Presented in Figure 1A is the village-level prevalence of azithromycin-resistant strains during the course of the study, with average prevalence superimposed. These average values have been presented previously by our group [17]. Briefly, average macrolide resistance rose from 28.2% after 4 treatments to 76.8% after the 6th treatment. Resistance then declined sharply to 30.6% at 12 months after the last antibiotic treatment, and finally to 20.8% one year after that.

To estimate baseline antibiotic resistance, we analyzed baseline data from eight of the control villages that were within a 5 mile radius of the intervention sites. Laboratory testing found only one resistant case among 112 pneumococcal isolates, a rate of approximately 0.9%. Combined with survey data showing that macrolides constituted approximately 0.5% of the antibiotic doses dispensed locally (B. Ayele, unpublished data), it is likely that baseline rates of azithromycin resistance were comparably low in intervention villages. For illustrative purposes, this assumption is included in Figure 1A with an error bar to represent its uncertainty, and an asterisk to distinguish it from directly observed data.

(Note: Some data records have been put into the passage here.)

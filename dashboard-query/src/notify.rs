//! Mapping mutation outcomes onto user notifications.
//!
//! Mutations return plain `Result`s, a screen passes them through [`notify`] (or wraps the whole
//! call in [`with_feedback`]) to show the usual loading / success / error messages.

use std::future::Future;
use std::sync::{Mutex, PoisonError};

use dashboard_http_error::ApiError;

/// Shows transient messages to the user, e.g. toasts.
pub trait Notifier {
    /// An operation started. Ignored by default.
    fn loading(&self, _message: &str) {}

    fn success(&self, message: &str);

    fn error(&self, message: &str);
}

impl<N: Notifier + ?Sized> Notifier for &N {
    fn loading(&self, message: &str) {
        N::loading(self, message)
    }

    fn success(&self, message: &str) {
        N::success(self, message)
    }

    fn error(&self, message: &str) {
        N::error(self, message)
    }
}

/// Messages for the three phases of a mutation.
#[derive(Clone, Debug, PartialEq, Eq)]
pub struct Feedback {
    pub loading: String,
    pub success: String,
    /// Prefix of the error notification, the [`ApiError`] message follows it.
    pub error: String,
}

impl Feedback {
    pub fn new(
        loading: impl Into<String>,
        success: impl Into<String>,
        error: impl Into<String>,
    ) -> Self {
        Self {
            loading: loading.into(),
            success: success.into(),
            error: error.into(),
        }
    }

    /// The error notification for `err`.
    pub fn error_message(&self, err: &ApiError) -> String {
        if self.error.is_empty() {
            err.message.clone()
        } else {
            format!("{}: {}", self.error, err.message)
        }
    }
}

/// Report the outcome of an operation and pass it on unchanged.
pub fn notify<T, N>(result: Result<T, ApiError>, feedback: &Feedback, notifier: &N) -> Result<T, ApiError>
where
    N: Notifier + ?Sized,
{
    match &result {
        Ok(_) => notifier.success(&feedback.success),
        Err(err) => notifier.error(&feedback.error_message(err)),
    }
    result
}

/// Report `loading`, run `operation` and report its outcome.
pub async fn with_feedback<T, F, N>(
    operation: F,
    feedback: &Feedback,
    notifier: &N,
) -> Result<T, ApiError>
where
    F: Future<Output = Result<T, ApiError>>,
    N: Notifier + ?Sized,
{
    notifier.loading(&feedback.loading);
    notify(operation.await, feedback, notifier)
}

/// Sends notifications to the log, for headless use.
#[derive(Clone, Copy, Debug, Default)]
pub struct LogNotifier;

impl Notifier for LogNotifier {
    fn loading(&self, message: &str) {
        tracing::debug!("{message}");
    }

    fn success(&self, message: &str) {
        tracing::info!("{message}");
    }

    fn error(&self, message: &str) {
        tracing::error!("{message}");
    }
}

#[derive(Clone, Debug, PartialEq, Eq)]
pub enum Notification {
    Loading(String),
    Success(String),
    Error(String),
}

/// Collects notifications instead of showing them.
#[derive(Debug, Default)]
pub struct RecordingNotifier {
    notifications: Mutex<Vec<Notification>>,
}

impl RecordingNotifier {
    pub fn new() -> Self {
        Self::default()
    }

    pub fn notifications(&self) -> Vec<Notification> {
        self.lock().clone()
    }

    /// Remove and return everything recorded so far.
    pub fn take(&self) -> Vec<Notification> {
        std::mem::take(&mut *self.lock())
    }

    fn lock(&self) -> std::sync::MutexGuard<'_, Vec<Notification>> {
        self.notifications
            .lock()
            .unwrap_or_else(PoisonError::into_inner)
    }

    fn push(&self, notification: Notification) {
        self.lock().push(notification);
    }
}

impl Notifier for RecordingNotifier {
    fn loading(&self, message: &str) {
        self.push(Notification::Loading(message.to_string()));
    }

    fn success(&self, message: &str) {
        self.push(Notification::Success(message.to_string()));
    }

    fn error(&self, message: &str) {
        self.push(Notification::Error(message.to_string()));
    }
}

#[cfg(test)]
mod tests {
    use super::*;

    fn feedback() -> Feedback {
        Feedback::new("Saving course...", "Course saved", "Could not save course")
    }

    #[test]
    fn results_pass_through() {
        let notifier = RecordingNotifier::new();

        assert_eq!(notify(Ok(5), &feedback(), &notifier), Ok(5));
        let err = notify::<(), _>(Err(ApiError::new(422, "title is required")), &feedback(), &notifier)
            .unwrap_err();
        assert_eq!(err.status, 422);

        assert_eq!(
            notifier.take(),
            vec![
                Notification::Success("Course saved".into()),
                Notification::Error("Could not save course: title is required".into()),
            ]
        );
        assert!(notifier.notifications().is_empty());
    }

    #[test]
    fn empty_error_prefix() {
        let feedback = Feedback::new("", "", "");
        assert_eq!(feedback.error_message(&ApiError::transport("reset")), "request failed: reset");
    }

    #[tokio::test]
    async fn loading_comes_first() {
        let notifier = RecordingNotifier::new();
        let result = with_feedback(async { Ok::<_, ApiError>("id") }, &feedback(), &notifier).await;
        assert_eq!(result, Ok("id"));
        assert_eq!(
            notifier.notifications(),
            vec![
                Notification::Loading("Saving course...".into()),
                Notification::Success("Course saved".into()),
            ]
        );
    }
}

Figures 1B and 1C, respectively, show the proportion of azithromycin resistance due to the mefA/E and ermB phenotypes. We observed that pneumococcal strains harboring the mefA/E gene constituted a larger share of azithromycin-resistant samples than strains with the ermB phenotype. In addition, we observed that from month 42 to month 54, the overall decrease in azithromycin resistance was mostly due to the decrease in prevalence of mefA/E strains. In fact, in one village, we saw the measured prevalence of ermB strains increase from 0% to over 20% in one year. This suggests that reintroduction events played a role in long-term transmission dynamics, and in future studies, should be considered when feasible.

Our model calculated the fitness of the mefA/E phenotype to be 0.86 (95% CI 0.80 to 0.90) relative to the azithromycin-sensitive strain, and similarly to be 0.88 (95% CI 0.82 to 0.93) for the ermB phenotype (log likelihood). Table 1 demonstrates the sensitivity of these estimates to model inputs. Relative fitness estimates were insensitive to nearly all fixed parameters, with the exception of the duration of infection (1/) and the antibiotic efficacy against drug sensitive strains. In both cases, however, relative fitness estimates remained significantly below one across the range of input values tested.

To examine the effect of fitness cost on predicted long-term trends in resistance, we performed simulations extrapolating the probability of survival for each azithromycin-resistant strain, out to 8 years after the last treatment. Figure 2 demonstrates that, under the basecase point estimate for the relative fitness, we would expect less than a 5% chance of survival for both drug resistant strains 5 years after the last antibiotic administration. Using the less optimistic upper bound for this estimate, we find the probability of survival at this time point to be only slightly higher: 6% for the mefA/E strain, and 5.4% for the ermB strain.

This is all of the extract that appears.